I can't tell you how many times I've yapped with a business owner who opens with some version of this:
"I just need to figure out Instagram."
And I get it. I really do. Instagram is loud, it's visual, it's where everyone seems to be making things happen while making it look easy, and the algorithm is constantly dangling the promise of exponential reach in front of you like a sweet treat you're sooo close to earning.
So the obsession with and hyperfocus on the platform make sense.
But here's what I want to lovingly push back on if you're sitting in that boat right now.
Instagram is not the goal. The platform (no matter what it is) should never be the goal.
And the founders who figure that out early? They stop white-knuckling their way through content creation and start building something that actually compounds.
I'm going to use one of my clients as an example.
When we started working together, Kate had zero social media presence. Not as in a neglected account or a dusty profile that needed a new bio. Truly, no social media profiles because years earlier she'd been hacked on Facebook, lost everything she built, and the whole experience was traumatic enough that she walked away from social completely. (And honestly, can you blame her? I'd have done the same thing.)
So while she didn't currently have any social profiles, she DID have: a thriving blog, a loyal email list, and an online community full of thousands of sourdough bakers who genuinely loved her recipes and wisdom.
All she was really missing was a content format to reach the visual learner and short-form content to consistently stay top of mind with her audience, regardless of whether their sourdough starter was ready to bake with or not.
So we built a new Facebook page, a new Instagram account, and a new TikTok account from scratch. And within 90 days? We hit 8K+ followers on Instagram, 2K+ on Facebook, and 1K+ on TikTok.
Fast forward six months, and we hit 23K followers on Instagram, 26K on Facebook, and 6K on TikTok.
Today? Nearly a year and a half later, we're rocking 64K followers on Instagram, 76K followers on Facebook, 17.4K followers on TikTok, and 11.4K followers on YouTube.
And growing an audience is great, but my personal favorite part of adding these platforms to her content strategy was the comments, because it was clear as day this type of format is exactly what her content strategy was missing:
"OMG you're finally on social?! Yay!!!"
"I've loved your blog for years, but these videos are a game-changer for a visual learner like me."

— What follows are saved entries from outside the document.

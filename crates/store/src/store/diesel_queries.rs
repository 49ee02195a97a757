//! [`EntityStore`] implementations for the PostgreSQL [`Store`]. Each call
//! checks out its own pooled connection and runs a single statement, so no
//! transactions are needed.

use async_trait::async_trait;
use blogql_common_types::Id;
use chrono::Utc;
use diesel::prelude::*;
use diesel_async::RunQueryDsl;
use tracing::debug;

use super::Store;
use crate::entity::{BlogColumn, BlogCommentColumn, BlogPostColumn, ProfileColumn, UserColumn};
use crate::models::{
    Blog, BlogChanges, BlogComment, BlogCommentChanges, BlogPost, BlogPostChanges, NewBlog,
    NewBlogComment, NewBlogPost, NewProfile, NewUser, Profile, ProfileChanges, User, UserChanges,
};
use crate::persistence::{EntityStore, Filter, StoreError};
use crate::schema;

fn new_id() -> Id {
    uuid::Uuid::new_v4().to_string()
}

#[async_trait]
impl EntityStore<User> for Store {
    async fn get_by_id(&self, id: &str) -> Result<Option<User>, StoreError> {
        use schema::users;

        Ok(users::table
            .find(id)
            .select(User::as_select())
            .first(&mut self.conn().await?)
            .await
            .optional()?)
    }

    async fn get_many_by_ids(&self, ids: &[Id]) -> Result<Vec<User>, StoreError> {
        use schema::users;

        Ok(users::table
            .filter(users::id.eq_any(ids))
            .select(User::as_select())
            .load(&mut self.conn().await?)
            .await?)
    }

    async fn find_many(&self, filter: Option<Filter<UserColumn>>) -> Result<Vec<User>, StoreError> {
        use schema::users;

        let mut query = users::table
            .select(User::as_select())
            .order_by(users::seq.asc())
            .into_boxed();

        if let Some(Filter { column, value }) = filter {
            query = match column {
                UserColumn::Email => query.filter(users::email.eq(value)),
                UserColumn::Username => query.filter(users::username.eq(value)),
            };
        }

        Ok(query.load(&mut self.conn().await?).await?)
    }

    async fn create(&self, new: NewUser) -> Result<User, StoreError> {
        use schema::users;

        let user = diesel::insert_into(users::table)
            .values((users::id.eq(new_id()), &new))
            .returning(User::as_select())
            .get_result(&mut self.conn().await?)
            .await?;

        debug!(id = %user.id, "Created user");
        Ok(user)
    }

    async fn update(&self, id: &str, changes: UserChanges) -> Result<User, StoreError> {
        use schema::users;

        diesel::update(users::table.find(id))
            .set((users::updated_at.eq(Utc::now()), &changes))
            .returning(User::as_select())
            .get_result(&mut self.conn().await?)
            .await
            .optional()?
            .ok_or_else(|| StoreError::not_found::<User>(id))
    }
}

#[async_trait]
impl EntityStore<Profile> for Store {
    async fn get_by_id(&self, id: &str) -> Result<Option<Profile>, StoreError> {
        use schema::profiles;

        Ok(profiles::table
            .find(id)
            .select(Profile::as_select())
            .first(&mut self.conn().await?)
            .await
            .optional()?)
    }

    async fn get_many_by_ids(&self, ids: &[Id]) -> Result<Vec<Profile>, StoreError> {
        use schema::profiles;

        Ok(profiles::table
            .filter(profiles::id.eq_any(ids))
            .select(Profile::as_select())
            .load(&mut self.conn().await?)
            .await?)
    }

    async fn find_many(
        &self,
        filter: Option<Filter<ProfileColumn>>,
    ) -> Result<Vec<Profile>, StoreError> {
        use schema::profiles;

        let mut query = profiles::table
            .select(Profile::as_select())
            .order_by(profiles::seq.asc())
            .into_boxed();

        if let Some(Filter { column, value }) = filter {
            query = match column {
                ProfileColumn::UserId => query.filter(profiles::user_id.eq(value)),
            };
        }

        Ok(query.load(&mut self.conn().await?).await?)
    }

    async fn create(&self, new: NewProfile) -> Result<Profile, StoreError> {
        use schema::profiles;

        let profile = diesel::insert_into(profiles::table)
            .values((profiles::id.eq(new_id()), &new))
            .returning(Profile::as_select())
            .get_result(&mut self.conn().await?)
            .await?;

        debug!(id = %profile.id, user_id = %profile.user_id, "Created profile");
        Ok(profile)
    }

    async fn update(&self, id: &str, changes: ProfileChanges) -> Result<Profile, StoreError> {
        use schema::profiles;

        diesel::update(profiles::table.find(id))
            .set((profiles::updated_at.eq(Utc::now()), &changes))
            .returning(Profile::as_select())
            .get_result(&mut self.conn().await?)
            .await
            .optional()?
            .ok_or_else(|| StoreError::not_found::<Profile>(id))
    }
}

#[async_trait]
impl EntityStore<Blog> for Store {
    async fn get_by_id(&self, id: &str) -> Result<Option<Blog>, StoreError> {
        use schema::blogs;

        Ok(blogs::table
            .find(id)
            .select(Blog::as_select())
            .first(&mut self.conn().await?)
            .await
            .optional()?)
    }

    async fn get_many_by_ids(&self, ids: &[Id]) -> Result<Vec<Blog>, StoreError> {
        use schema::blogs;

        Ok(blogs::table
            .filter(blogs::id.eq_any(ids))
            .select(Blog::as_select())
            .load(&mut self.conn().await?)
            .await?)
    }

    async fn find_many(&self, filter: Option<Filter<BlogColumn>>) -> Result<Vec<Blog>, StoreError> {
        use schema::blogs;

        let mut query = blogs::table
            .select(Blog::as_select())
            .order_by(blogs::seq.asc())
            .into_boxed();

        if let Some(Filter { column, value }) = filter {
            query = match column {
                BlogColumn::AuthorId => query.filter(blogs::author_id.eq(value)),
            };
        }

        Ok(query.load(&mut self.conn().await?).await?)
    }

    async fn create(&self, new: NewBlog) -> Result<Blog, StoreError> {
        use schema::blogs;

        let blog = diesel::insert_into(blogs::table)
            .values((blogs::id.eq(new_id()), &new))
            .returning(Blog::as_select())
            .get_result(&mut self.conn().await?)
            .await?;

        debug!(id = %blog.id, author_id = %blog.author_id, "Created blog");
        Ok(blog)
    }

    async fn update(&self, id: &str, changes: BlogChanges) -> Result<Blog, StoreError> {
        use schema::blogs;

        diesel::update(blogs::table.find(id))
            .set((blogs::updated_at.eq(Utc::now()), &changes))
            .returning(Blog::as_select())
            .get_result(&mut self.conn().await?)
            .await
            .optional()?
            .ok_or_else(|| StoreError::not_found::<Blog>(id))
    }
}

#[async_trait]
impl EntityStore<BlogPost> for Store {
    async fn get_by_id(&self, id: &str) -> Result<Option<BlogPost>, StoreError> {
        use schema::blog_posts;

        Ok(blog_posts::table
            .find(id)
            .select(BlogPost::as_select())
            .first(&mut self.conn().await?)
            .await
            .optional()?)
    }

    async fn get_many_by_ids(&self, ids: &[Id]) -> Result<Vec<BlogPost>, StoreError> {
        use schema::blog_posts;

        Ok(blog_posts::table
            .filter(blog_posts::id.eq_any(ids))
            .select(BlogPost::as_select())
            .load(&mut self.conn().await?)
            .await?)
    }

    async fn find_many(
        &self,
        filter: Option<Filter<BlogPostColumn>>,
    ) -> Result<Vec<BlogPost>, StoreError> {
        use schema::blog_posts;

        let mut query = blog_posts::table
            .select(BlogPost::as_select())
            .order_by(blog_posts::seq.asc())
            .into_boxed();

        if let Some(Filter { column, value }) = filter {
            query = match column {
                BlogPostColumn::AuthorId => query.filter(blog_posts::author_id.eq(value)),
                BlogPostColumn::BlogId => query.filter(blog_posts::blog_id.eq(value)),
            };
        }

        Ok(query.load(&mut self.conn().await?).await?)
    }

    async fn create(&self, new: NewBlogPost) -> Result<BlogPost, StoreError> {
        use schema::blog_posts;

        let post = diesel::insert_into(blog_posts::table)
            .values((blog_posts::id.eq(new_id()), &new))
            .returning(BlogPost::as_select())
            .get_result(&mut self.conn().await?)
            .await?;

        debug!(id = %post.id, blog_id = %post.blog_id, "Created blog post");
        Ok(post)
    }

    async fn update(&self, id: &str, changes: BlogPostChanges) -> Result<BlogPost, StoreError> {
        use schema::blog_posts;

        diesel::update(blog_posts::table.find(id))
            .set((blog_posts::updated_at.eq(Utc::now()), &changes))
            .returning(BlogPost::as_select())
            .get_result(&mut self.conn().await?)
            .await
            .optional()?
            .ok_or_else(|| StoreError::not_found::<BlogPost>(id))
    }
}

#[async_trait]
impl EntityStore<BlogComment> for Store {
    async fn get_by_id(&self, id: &str) -> Result<Option<BlogComment>, StoreError> {
        use schema::blog_comments;

        Ok(blog_comments::table
            .find(id)
            .select(BlogComment::as_select())
            .first(&mut self.conn().await?)
            .await
            .optional()?)
    }

    async fn get_many_by_ids(&self, ids: &[Id]) -> Result<Vec<BlogComment>, StoreError> {
        use schema::blog_comments;

        Ok(blog_comments::table
            .filter(blog_comments::id.eq_any(ids))
            .select(BlogComment::as_select())
            .load(&mut self.conn().await?)
            .await?)
    }

    async fn find_many(
        &self,
        filter: Option<Filter<BlogCommentColumn>>,
    ) -> Result<Vec<BlogComment>, StoreError> {
        use schema::blog_comments;

        let mut query = blog_comments::table
            .select(BlogComment::as_select())
            .order_by(blog_comments::seq.asc())
            .into_boxed();

        if let Some(Filter { column, value }) = filter {
            query = match column {
                BlogCommentColumn::AuthorId => query.filter(blog_comments::author_id.eq(value)),
                BlogCommentColumn::BlogPostId => {
                    query.filter(blog_comments::blog_post_id.eq(value))
                }
                BlogCommentColumn::ParentId => query.filter(blog_comments::parent_id.eq(value)),
            };
        }

        Ok(query.load(&mut self.conn().await?).await?)
    }

    async fn create(&self, new: NewBlogComment) -> Result<BlogComment, StoreError> {
        use schema::blog_comments;

        let comment = diesel::insert_into(blog_comments::table)
            .values((blog_comments::id.eq(new_id()), &new))
            .returning(BlogComment::as_select())
            .get_result(&mut self.conn().await?)
            .await?;

        debug!(
            id = %comment.id,
            blog_post_id = %comment.blog_post_id,
            parent_id = ?comment.parent_id,
            "Created blog comment"
        );
        Ok(comment)
    }

    async fn update(
        &self,
        id: &str,
        changes: BlogCommentChanges,
    ) -> Result<BlogComment, StoreError> {
        use schema::blog_comments;

        diesel::update(blog_comments::table.find(id))
            .set((blog_comments::updated_at.eq(Utc::now()), &changes))
            .returning(BlogComment::as_select())
            .get_result(&mut self.conn().await?)
            .await
            .optional()?
            .ok_or_else(|| StoreError::not_found::<BlogComment>(id))
    }
}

Now stay with me here, because this is the part I actually want you to take with you.
Kate launched three new platforms with zero followers, yet her audience still found her.
Not because we posted at the perfect time with the perfect hook and the perfect trending audio. But because the brand was already seen, heard, and felt. The trust was already there with her audience. The platform was almost a technicality.
And that's what a strong brand does. It doesn't just perform well on the one platform you're already on - it travels with you.
It gives the people who already love your work a new place to find you, and it makes it easier for the people who haven't found you yet to finally do so.
The founders I see spinning their wheels on social media are almost always trying to solve a brand problem with a platform strategy.
They're tweaking their posting schedule when what actually needs attention is their positioning. They're A/B testing their captions when what's actually unclear is who they're talking to and why those people should care.
And I say this with love (truly) because I've watched it happen enough times to know that no amount of Instagram optimization is going to fix a brand that hasn't been built yet. So before you spend another week obsessing over your content calendar or your posting frequency or whether b-roll reels are still the move... ask yourself this:
If you vanished from your current platform tomorrow and had to start over somewhere new, would your audience find you? Would they show up for you the way Kate's did?